Instructions to follow |
Nothing in the entries should change; repeat them exactly.

Given data |
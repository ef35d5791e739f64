//! Single slot token cache.
//!
//! Holds the last successful token response of the process together with the
//! instant it stops being valid. Staleness is checked on lookup; there is no
//! background eviction.

use std::time::Duration;

use tokio::{sync::Mutex, time::Instant};
use tracing::{debug, warn};

#[derive(Debug, Clone, PartialEq, Eq)]
pub struct CachedToken {
    pub body: String,
    pub expires_at: Instant,
}

#[derive(Debug, Default)]
pub struct TokenCache {
    slot: Mutex<Option<CachedToken>>,
}

impl TokenCache {
    pub fn new() -> Self {
        Self::default()
    }

    /// The cached response body, if it has not expired.
    pub async fn get(&self) -> Option<String> {
        self.get_at(Instant::now()).await
    }

    /// A hit requires `now` to be strictly before the stored expiry.
    pub async fn get_at(&self, now: Instant) -> Option<String> {
        let slot = self.slot.lock().await;
        match &*slot {
            Some(cached) if now < cached.expires_at => Some(cached.body.clone()),
            Some(_) => {
                debug!("Cached token has expired");
                None
            }
            None => None,
        }
    }

    /// Replace the cached entry with a response valid for `expires_in`.
    ///
    /// Returns false, leaving the slot untouched, when the expiry is not
    /// representable as an instant.
    pub async fn store(&self, body: String, expires_in: Duration) -> bool {
        match Instant::now().checked_add(expires_in) {
            Some(expires_at) => {
                self.store_at(body, expires_at).await;
                true
            }
            None => {
                warn!("Token lifetime of {:?} is out of range, not caching", expires_in);
                false
            }
        }
    }

    pub async fn store_at(&self, body: String, expires_at: Instant) {
        *self.slot.lock().await = Some(CachedToken { body, expires_at });
    }

    pub async fn clear(&self) {
        *self.slot.lock().await = None;
    }
}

Response for this exercise |
repository ef35d5791e739f64
//! Single slot token cache.
//!
//! Holds the last successful token response of the process together with the
//! instant it stops being valid. Staleness is checked on lookup; there is no
//! background eviction.

use std::time::Duration;

use tokio::{sync::Mutex, time::Instant};
use tracing::{debug, warn};

#[derive(Debug, Clone, PartialEq, Eq)]
pub struct CachedToken {
    pub body: String,
    pub expires_at: Instant,
}

#[derive(Debug, Default)]
pub struct TokenCache {
    slot: Mutex<Option<CachedToken>>,
}

impl TokenCache {
    pub fn new() -> Self {
        Self::default()
    }

    /// The cached response body, if it has not expired.
    pub async fn get(&self) -> Option<String> {
        self.get_at(Instant::now()).await
    }

    /// A hit requires `now` to be strictly before the stored expiry.
    pub async fn get_at(&self, now: Instant) -> Option<String> {
        let slot = self.slot.lock().await;
        match &*slot {
            Some(cached) if now < cached.expires_at => Some(cached.body.clone()),
            Some(_) => {
                debug!("Cached token has expired");
                None
            }
            None => None,
        }
    }

    /// Replace the cached entry with a response valid for `expires_in`.
    ///
    /// Returns false, leaving the slot untouched, when the expiry is not
    /// representable as an instant.
    pub async fn store(&self, body: String, expires_in: Duration) -> bool {
        match Instant::now().checked_add(expires_in) {
            Some(expires_at) => {
                self.store_at(body, expires_at).await;
                true
            }
            None => {
                warn!("Token lifetime of {:?} is out of range, not caching", expires_in);
                false
            }
        }
    }

    pub async fn store_at(&self, body: String, expires_at: Instant) {
        *self.slot.lock().await = Some(CachedToken { body, expires_at });
    }

    pub async fn clear(&self) {
        *self.slot.lock().await = None;
    }
}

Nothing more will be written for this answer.